Channel Partner Program Improvements

Google Cloud set a goal of 100 percent partner attachment to its customer deals.

“We put that in place because we believe that partners have both a set of skills and reach that we don’t have direct,” Kurian said.

To help meet that goal, Google Cloud unveiled a new channel partner program last July and doubled down on managed service providers with specific support to broaden partners’ reach.

The Google Cloud Partner Advantage program consolidated 16 partner programs under one umbrella.

“We've expanded the number of people that support channel partners,” Kurian said. “We've introduced, for example, a channel support function where our channels organization actually provides customer support in new ways to partners. We've introduced commercial incentives for them. We expanded the number of territories that channels can sell to. We've reduced and eliminated channel conflict between direct and the partners as we've scaled.”

Google Cloud assigned new advisers to every partner to help them navigate their business with Google Cloud; introduced new channel support for enterprise customers and technical benefits and support, including during presales cycles; and debuted new “expertises” for partners to further differentiate themselves.

Partners for the first time even were invited to participate in Google Cloud’s Accelerate sales kickoff conference in January, to make sure they know “from the beginning that they're really a fully integrated part of our strategy,” Google Cloud channel chief Carolee Gearhart said.
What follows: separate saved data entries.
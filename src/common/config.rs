//! Configuration file handling

use serde::Deserialize;
use std::path::{Path, PathBuf};
use std::time::Duration;

use super::paths::{config_path, default_state_dir};
use super::{Error, Result};

/// Main configuration structure
#[derive(Debug, Deserialize, Default, Clone)]
pub struct Config {
    /// Sequential runner settings
    #[serde(default)]
    pub runner: RunnerConfig,

    /// Wait step settings
    #[serde(default)]
    pub wait: WaitConfig,

    /// Parallel orchestrator settings
    #[serde(default)]
    pub parallel: ParallelConfig,

    /// Multi-run aggregator settings
    #[serde(default)]
    pub multi_run: MultiRunConfig,

    /// Hallucination detector settings
    #[serde(default)]
    pub hallucination: HallucinationConfig,

    /// Instance registry settings
    #[serde(default)]
    pub instances: InstanceConfig,
}

/// Sequential runner settings
#[derive(Debug, Deserialize, Clone)]
pub struct RunnerConfig {
    /// Skip the remaining steps once one fails or errors
    #[serde(default = "default_true")]
    pub stop_on_failure: bool,

    /// Timeout for a single agent chat call
    #[serde(default = "default_chat_timeout")]
    pub chat_timeout_secs: u64,

    /// Tool call budget passed to the agent when a step does not set one
    #[serde(default)]
    pub max_tool_calls: Option<u32>,
}

impl Default for RunnerConfig {
    fn default() -> Self {
        Self {
            stop_on_failure: true,
            chat_timeout_secs: default_chat_timeout(),
            max_tool_calls: None,
        }
    }
}

fn default_true() -> bool {
    true
}
fn default_chat_timeout() -> u64 {
    120
}

/// Wait step settings
#[derive(Debug, Deserialize, Clone)]
pub struct WaitConfig {
    /// Interval between condition polls
    #[serde(default = "default_poll_interval")]
    pub poll_interval_ms: u64,

    /// Timeout for condition polling when the step sets none
    #[serde(default = "default_wait_timeout")]
    pub default_timeout_secs: u64,
}

impl Default for WaitConfig {
    fn default() -> Self {
        Self {
            poll_interval_ms: default_poll_interval(),
            default_timeout_secs: default_wait_timeout(),
        }
    }
}

fn default_poll_interval() -> u64 {
    1000
}
fn default_wait_timeout() -> u64 {
    30
}

/// Parallel orchestrator settings
#[derive(Debug, Deserialize, Clone)]
pub struct ParallelConfig {
    /// Maximum number of scenarios running at once
    #[serde(default = "default_concurrency")]
    pub concurrency: usize,

    /// Give every scenario its own user identity
    #[serde(default = "default_true")]
    pub isolate_users: bool,

    /// Identity shared by all scenarios when isolation is off
    #[serde(default = "default_user_id")]
    pub default_user_id: String,

    /// Stop starting new scenarios after the first failure
    #[serde(default)]
    pub bail: bool,
}

impl Default for ParallelConfig {
    fn default() -> Self {
        Self {
            concurrency: default_concurrency(),
            isolate_users: true,
            default_user_id: default_user_id(),
            bail: false,
        }
    }
}

fn default_concurrency() -> usize {
    4
}
fn default_user_id() -> String {
    "00000000-0000-4000-8000-000000000001".to_string()
}

/// Multi-run aggregator settings
#[derive(Debug, Deserialize, Clone)]
pub struct MultiRunConfig {
    /// Number of repetitions
    #[serde(default = "default_runs")]
    pub runs: u32,

    /// Keep repeating after a failed run
    #[serde(default = "default_true")]
    pub continue_on_failure: bool,
}

impl Default for MultiRunConfig {
    fn default() -> Self {
        Self {
            runs: default_runs(),
            continue_on_failure: true,
        }
    }
}

fn default_runs() -> u32 {
    5
}

/// Hallucination detector settings
#[derive(Debug, Deserialize, Clone)]
pub struct HallucinationConfig {
    /// Action words that claim a side effect happened
    #[serde(default = "default_keywords")]
    pub keywords: Vec<String>,
}

impl Default for HallucinationConfig {
    fn default() -> Self {
        Self {
            keywords: default_keywords(),
        }
    }
}

fn default_keywords() -> Vec<String> {
    ["deleted", "created", "updated", "removed", "added", "saved", "scheduled"]
        .iter()
        .map(|s| s.to_string())
        .collect()
}

/// Instance registry settings
#[derive(Debug, Deserialize, Clone)]
pub struct InstanceConfig {
    /// Number of instance slots
    #[serde(default = "default_max_instances")]
    pub max_instances: u32,

    /// Age after which an instance counts as stale
    #[serde(default = "default_stale_timeout")]
    pub stale_timeout_secs: u64,

    /// Prefix for every OS-level resource name
    #[serde(default = "default_prefix")]
    pub prefix: String,

    /// Prefix used by older releases, still matched during discovery
    #[serde(default = "default_legacy_prefix")]
    pub legacy_prefix: Option<String>,

    /// Base state directory override
    #[serde(default)]
    pub state_dir: Option<PathBuf>,
}

impl Default for InstanceConfig {
    fn default() -> Self {
        Self {
            max_instances: default_max_instances(),
            stale_timeout_secs: default_stale_timeout(),
            prefix: default_prefix(),
            legacy_prefix: default_legacy_prefix(),
            state_dir: None,
        }
    }
}

fn default_max_instances() -> u32 {
    5
}
fn default_stale_timeout() -> u64 {
    3600
}
fn default_prefix() -> String {
    "agent-eval".to_string()
}
fn default_legacy_prefix() -> Option<String> {
    Some("agenteval".to_string())
}

impl InstanceConfig {
    /// Resolved base state directory
    pub fn state_dir(&self) -> PathBuf {
        self.state_dir.clone().unwrap_or_else(default_state_dir)
    }

    pub fn stale_timeout(&self) -> Duration {
        Duration::from_secs(self.stale_timeout_secs)
    }
}

impl Config {
    /// Load configuration from the default config file
    ///
    /// Returns default configuration if file doesn't exist
    pub fn load() -> Result<Self> {
        if let Some(path) = config_path() {
            if path.exists() {
                return Self::load_from(&path);
            }
        }
        Ok(Self::default())
    }

    /// Load configuration from an explicit file
    pub fn load_from(path: &Path) -> Result<Self> {
        let content = std::fs::read_to_string(path).map_err(|e| Error::FileRead {
            path: path.display().to_string(),
            error: e.to_string(),
        })?;
        let config: Self =
            toml::from_str(&content).map_err(|e| Error::ConfigParse(e.to_string()))?;
        config.validate()?;
        Ok(config)
    }

    /// Reject values the runner cannot operate with
    pub fn validate(&self) -> Result<()> {
        if self.parallel.concurrency == 0 {
            return Err(Error::Config("parallel.concurrency must be at least 1".into()));
        }
        if self.multi_run.runs == 0 {
            return Err(Error::Config("multi_run.runs must be at least 1".into()));
        }
        if self.instances.max_instances == 0 {
            return Err(Error::Config("instances.max_instances must be at least 1".into()));
        }
        if self.wait.poll_interval_ms == 0 {
            return Err(Error::Config("wait.poll_interval_ms must be positive".into()));
        }
        super::paths::validate_name(&self.instances.prefix)?;
        if let Some(legacy) = &self.instances.legacy_prefix {
            super::paths::validate_name(legacy)?;
        }
        Ok(())
    }
}

#[cfg(test)]
mod tests {
    use super::*;

    #[test]
    fn test_defaults() {
        let config = Config::default();
        assert!(config.runner.stop_on_failure);
        assert_eq!(config.parallel.concurrency, 4);
        assert_eq!(config.instances.max_instances, 5);
        assert_eq!(config.instances.stale_timeout(), Duration::from_secs(3600));
        assert!(config.hallucination.keywords.contains(&"deleted".to_string()));
        assert!(config.validate().is_ok());
    }

    #[test]
    fn test_partial_toml_uses_defaults() {
        let config: Config = toml::from_str(
            r#"
[parallel]
concurrency = 8
bail = true

[instances]
prefix = "qa"
"#,
        )
        .unwrap();
        assert_eq!(config.parallel.concurrency, 8);
        assert!(config.parallel.bail);
        assert!(config.parallel.isolate_users);
        assert_eq!(config.instances.prefix, "qa");
        assert_eq!(config.wait.poll_interval_ms, 1000);
    }

    #[test]
    fn test_zero_concurrency_rejected() {
        let mut config = Config::default();
        config.parallel.concurrency = 0;
        assert!(config.validate().unwrap_err().is_config());
    }

    #[test]
    fn test_load_from_file() {
        let dir = tempfile::tempdir().unwrap();
        let path = dir.path().join("config.toml");
        std::fs::write(&path, "[multi_run]\nruns = 3\n").unwrap();
        let config = Config::load_from(&path).unwrap();
        assert_eq!(config.multi_run.runs, 3);

        std::fs::write(&path, "[instances]\nprefix = \"bad prefix\"\n").unwrap();
        assert!(Config::load_from(&path).is_err());
    }
}
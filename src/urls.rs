//! Reverse routing: builds the paths the router matches.

fn encode_segment(segment: &str) -> String {
    urlencoding::encode(segment).into_owned()
}

pub fn index_url() -> String {
    "/".to_string()
}

pub fn group_url(slug: &str) -> String {
    format!("/group/{}/", encode_segment(slug))
}

pub fn profile_url(username: &str) -> String {
    format!("/profile/{}/", encode_segment(username))
}

pub fn follow_url(username: &str) -> String {
    format!("/profile/{}/follow/", encode_segment(username))
}

pub fn unfollow_url(username: &str) -> String {
    format!("/profile/{}/unfollow/", encode_segment(username))
}

pub fn post_detail_url(post_id: i64) -> String {
    format!("/posts/{post_id}/")
}

pub fn post_edit_url(post_id: i64) -> String {
    format!("/posts/{post_id}/edit/")
}

pub fn add_comment_url(post_id: i64) -> String {
    format!("/posts/{post_id}/comment/")
}

pub fn media_url(path: &str) -> String {
    format!("/media/{path}")
}

/// `next` keeps its slashes readable; everything else is percent-encoded.
pub fn login_url(next: &str) -> String {
    format!(
        "/auth/login/?next={}",
        urlencoding::encode(next).replace("%2F", "/")
    )
}

/// Only local absolute paths are followed after login.
pub fn is_safe_redirect(next: &str) -> bool {
    next.starts_with('/') && !next.starts_with("//") && !next.starts_with("/\\")
}
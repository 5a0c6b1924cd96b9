use sqlx::{Sqlite, SqlitePool};

use crate::{data_formats::GroupRequest, errors::RequestError, models::Group};

pub async fn get_group_by_slug_in_db(
    pool: &SqlitePool,
    slug: &str,
) -> Result<Option<Group>, RequestError> {
    let result = sqlx::query_as::<Sqlite, Group>(
        r#"
        SELECT id, title, slug, description FROM post_groups WHERE slug = ?1
        "#,
    )
    .bind(slug)
    .fetch_optional(pool)
    .await?;
    Ok(result)
}

pub async fn list_groups_in_db(pool: &SqlitePool) -> Result<Vec<Group>, RequestError> {
    let result = sqlx::query_as::<Sqlite, Group>(
        r#"
        SELECT id, title, slug, description FROM post_groups ORDER BY title, id
        "#,
    )
    .fetch_all(pool)
    .await?;
    Ok(result)
}

pub async fn create_group_in_db(
    pool: &SqlitePool,
    GroupRequest {
        title,
        slug,
        description,
    }: GroupRequest,
) -> Result<Group, RequestError> {
    let mut tx = pool.begin().await?;
    let result = sqlx::query_as::<Sqlite, Group>(
        r#"
        INSERT INTO post_groups (title, slug, description)
        VALUES (?1, ?2, ?3)
        RETURNING id, title, slug, description
        "#,
    )
    .bind(title.trim())
    .bind(slug.trim())
    .bind(description.trim())
    .fetch_one(&mut tx)
    .await?;
    tx.commit().await?;
    Ok(result)
}
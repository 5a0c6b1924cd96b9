//! Time-bounded memoization of rendered pages.
//!
//! Entries live for a fixed interval after they are stored. Nothing in the
//! data layer invalidates them: a page rendered before a post was deleted
//! keeps being served until the entry expires or [`PageCache::clear`] runs.

use std::time::Duration;

use axum::http::Uri;
use moka::sync::Cache;
use tracing::info;

/// Every distinct `?page=` value is its own entry, so the cache is bounded.
pub const INDEX_CACHE_MAX_ENTRIES: u64 = 300;

#[derive(Clone)]
pub struct PageCache {
    entries: Cache<String, String>,
}

impl PageCache {
    pub fn new(ttl: Duration) -> Self {
        Self::with_capacity(ttl, INDEX_CACHE_MAX_ENTRIES)
    }

    pub fn with_capacity(ttl: Duration, max_entries: u64) -> Self {
        let entries = Cache::builder()
            .max_capacity(max_entries)
            .time_to_live(ttl)
            .build();
        Self { entries }
    }

    pub fn get(&self, key: &str) -> Option<String> {
        self.entries.get(key)
    }

    pub fn insert(&self, key: String, body: String) {
        self.entries.insert(key, body);
    }

    pub fn clear(&self) {
        self.entries.invalidate_all();
        info!("Page cache cleared");
    }

    /// Approximate; pending evictions are applied first.
    pub fn len(&self) -> u64 {
        self.entries.run_pending_tasks();
        self.entries.entry_count()
    }

    pub fn is_empty(&self) -> bool {
        self.len() == 0
    }
}

/// Pages carry the viewer's navigation bar, so the key includes who is looking.
pub fn page_cache_key(uri: &Uri, viewer: Option<i64>) -> String {
    let path = uri
        .path_and_query()
        .map(|path| path.as_str())
        .unwrap_or_else(|| uri.path());
    match viewer {
        Some(id) => format!("{path}#user:{id}"),
        None => format!("{path}#anonymous"),
    }
}

#[cfg(test)]
mod tests {
    use super::*;

    #[test]
    fn cached_body_is_returned_until_cleared() {
        let cache = PageCache::new(Duration::from_secs(20));
        cache.insert("/#anonymous".to_string(), "<p>first</p>".to_string());

        assert_eq!(cache.get("/#anonymous").as_deref(), Some("<p>first</p>"));
        assert_eq!(cache.get("/?page=2#anonymous"), None);

        cache.clear();
        assert_eq!(cache.get("/#anonymous"), None);
    }

    #[test]
    fn entries_expire_after_ttl() {
        let cache = PageCache::new(Duration::from_millis(30));
        cache.insert("/#anonymous".to_string(), "stale".to_string());
        std::thread::sleep(Duration::from_millis(60));
        assert_eq!(cache.get("/#anonymous"), None);
    }

    #[test]
    fn distinct_keys_stay_within_capacity() {
        let cache = PageCache::with_capacity(Duration::from_secs(20), 50);
        for i in 0..5000 {
            cache.insert(format!("/?page=x{i}#anonymous"), "<p>page</p>".to_string());
        }
        assert!(cache.len() <= 50);
    }

    #[test]
    fn key_includes_query_and_viewer() {
        let uri: Uri = "/?page=2".parse().unwrap();
        assert_eq!(page_cache_key(&uri, None), "/?page=2#anonymous");
        assert_eq!(page_cache_key(&uri, Some(7)), "/?page=2#user:7");
    }
}
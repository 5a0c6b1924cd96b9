use std::{borrow::Cow, collections::BTreeMap, fmt};

use serde::{Deserialize, Deserializer};
use validator::{Validate, ValidationError, ValidationErrors};

pub const REQUIRED: &str = "This field is required.";
pub const INVALID_CHOICE: &str =
    "Select a valid choice. That choice is not one of the available choices.";
pub const INVALID_IMAGE: &str =
    "Upload a valid image. The file you uploaded was either not an image or a corrupted image.";
pub const INVALID_USERNAME: &str =
    "Enter a valid username. This value may contain only letters, numbers, and @/./+/-/_ characters.";
pub const INVALID_SLUG: &str =
    "Enter a valid “slug” consisting of letters, numbers, underscores or hyphens.";
pub const NUMERIC_PASSWORD: &str = "This password is entirely numeric.";
pub const SIMILAR_PASSWORD: &str = "The password is too similar to the username.";

/// Field name to messages, in a stable order for rendering.
#[derive(Debug, Default, Clone, PartialEq, Eq)]
pub struct FormErrors(BTreeMap<&'static str, Vec<String>>);

impl FormErrors {
    /// Key for errors that belong to the form as a whole.
    pub const NON_FIELD: &'static str = "__all__";

    pub fn add(&mut self, field: &'static str, message: impl Into<String>) {
        self.0.entry(field).or_default().push(message.into());
    }

    pub fn get(&self, field: &str) -> &[String] {
        self.0.get(field).map(Vec::as_slice).unwrap_or_default()
    }

    pub fn is_empty(&self) -> bool {
        self.0.is_empty()
    }
}

impl fmt::Display for FormErrors {
    fn fmt(&self, f: &mut fmt::Formatter<'_>) -> fmt::Result {
        let mut first = true;
        for (field, messages) in &self.0 {
            for message in messages {
                if !first {
                    f.write_str("; ")?;
                }
                first = false;
                write!(f, "{field}: {message}")?;
            }
        }
        Ok(())
    }
}

/// Struct-level checks land under `__all__`, which is also [`FormErrors::NON_FIELD`].
impl From<ValidationErrors> for FormErrors {
    fn from(errors: ValidationErrors) -> Self {
        let mut form_errors = FormErrors::default();
        for (field, field_errors) in errors.field_errors() {
            for error in field_errors {
                let message = error
                    .message
                    .clone()
                    .unwrap_or_else(|| Cow::Owned(error.code.to_string()));
                form_errors.add(field, message);
            }
        }
        form_errors
    }
}

/// Runs the derived rules and collects their messages for re-rendering a form.
pub trait FormValidate: Validate {
    fn form_errors(&self) -> FormErrors {
        match self.validate() {
            Ok(()) => FormErrors::default(),
            Err(errors) => errors.into(),
        }
    }
}

impl<T: Validate> FormValidate for T {}

fn error(code: &'static str, message: &'static str) -> ValidationError {
    let mut error = ValidationError::new(code);
    error.message = Some(Cow::Borrowed(message));
    error
}

/// Text inputs are stripped before any rule sees them.
pub fn trimmed<'de, D>(deserializer: D) -> Result<String, D::Error>
where
    D: Deserializer<'de>,
{
    String::deserialize(deserializer).map(|value| value.trim().to_string())
}

pub fn required(value: &str) -> Result<(), ValidationError> {
    if value.trim().is_empty() {
        return Err(error("required", REQUIRED));
    }
    Ok(())
}

pub fn username_rules(username: &str) -> Result<(), ValidationError> {
    required(username)?;
    if username
        .chars()
        .all(|c| c.is_alphanumeric() || "@.+-_".contains(c))
    {
        Ok(())
    } else {
        Err(error("invalid_username", INVALID_USERNAME))
    }
}

pub fn slug_rules(slug: &str) -> Result<(), ValidationError> {
    required(slug)?;
    if slug
        .chars()
        .all(|c| c.is_ascii_alphanumeric() || c == '-' || c == '_')
    {
        Ok(())
    } else {
        Err(error("invalid_slug", INVALID_SLUG))
    }
}

pub fn not_numeric(password: &str) -> Result<(), ValidationError> {
    if !password.is_empty() && password.chars().all(|c| c.is_ascii_digit()) {
        return Err(error("password_entirely_numeric", NUMERIC_PASSWORD));
    }
    Ok(())
}

pub fn not_like_username(username: &str, password: &str) -> Result<(), ValidationError> {
    if !password.is_empty() && password.trim() == username.trim() {
        return Err(error("password_too_similar", SIMILAR_PASSWORD));
    }
    Ok(())
}

/// Accepts only files that decode as a complete image.
pub fn is_image(content: &[u8]) -> bool {
    image::load_from_memory(content).is_ok()
}
use chrono::Utc;
use sqlx::{Sqlite, SqlitePool};

use crate::{errors::RequestError, models::Comment};

pub async fn add_comment_to_post_in_db(
    pool: &SqlitePool,
    author_id: i64,
    post_id: i64,
    text: &str,
) -> Result<i64, RequestError> {
    let mut tx = pool.begin().await?;
    let (id,) = sqlx::query_as::<Sqlite, (i64,)>(
        r#"
        INSERT INTO comments (text, post_id, author_id, created)
        VALUES (?1, ?2, ?3, ?4)
        RETURNING id
        "#,
    )
    .bind(text)
    .bind(post_id)
    .bind(author_id)
    .bind(Utc::now())
    .fetch_one(&mut tx)
    .await?;
    tx.commit().await?;
    Ok(id)
}

/// Oldest first, so a thread reads top to bottom.
pub async fn get_comments_for_post_in_db(
    pool: &SqlitePool,
    post_id: i64,
) -> Result<Vec<Comment>, RequestError> {
    let result = sqlx::query_as::<Sqlite, Comment>(
        r#"
        SELECT comments.id          AS id,
               comments.text        AS text,
               comments.post_id     AS post_id,
               comments.author_id   AS author_id,
               users.username       AS author_username,
               comments.created     AS created
          FROM comments
          JOIN users ON users.id = comments.author_id
         WHERE comments.post_id = ?1
         ORDER BY comments.created, comments.id
        "#,
    )
    .bind(post_id)
    .fetch_all(pool)
    .await?;
    Ok(result)
}
use chrono::Utc;
use sqlx::{Sqlite, SqlitePool};

use crate::{errors::RequestError, models::User};

pub async fn insert_user(
    pool: &SqlitePool,
    username: &str,
    password_hash: &str,
) -> Result<User, RequestError> {
    let mut tx = pool.begin().await?;
    let user = sqlx::query_as::<Sqlite, User>(
        r#"
        INSERT INTO users (username, password, created_at)
        VALUES (?1, ?2, ?3)
        RETURNING id, username, password, created_at
        "#,
    )
    .bind(username)
    .bind(password_hash)
    .bind(Utc::now())
    .fetch_one(&mut tx)
    .await?;
    tx.commit().await?;
    Ok(user)
}
mod request;
mod validation;

pub use request::*;
pub use validation::*;

use serde::Deserialize;

#[derive(Deserialize, Debug, Default)]
pub struct PageQuery {
    #[serde(default)]
    pub page: Option<String>,
}

#[derive(Deserialize, Debug, Default)]
pub struct NextQuery {
    #[serde(default)]
    pub next: Option<String>,
}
Google Cloud also is expanding the U.S. and overseas footprints of its public sector partners catering to local, state and federal agencies, and investing in partners bringing industry-specific solutions to market, such as Accenture and its INTIENT life sciences platform.

Customer Success And Technical Account Management

Google Cloud has been focusing on improving the quality of its customer service to help convince enterprises to run their mission-critical workloads on its platform.

“A big part of (customer) decision-making is going to be the quality of the customer service,” Kurian said.

Google Cloud introduced a new customer success function and a technical account management function to provide on-site customer service for large customers. It also debuted Premium Support in January to address the highest-priority needs of its large enterprise customers with 15-minute target response times 24x7 from Google customer support.

Google Cloud simplified its commercial contracting process and tiered its customer base to SMBs, corporate or commercial accounts, enterprise, and new select or named accounts.

“We’ve organized them by industry, so it allows us to sell industry solutions much more effectively to customers,” Kurian said.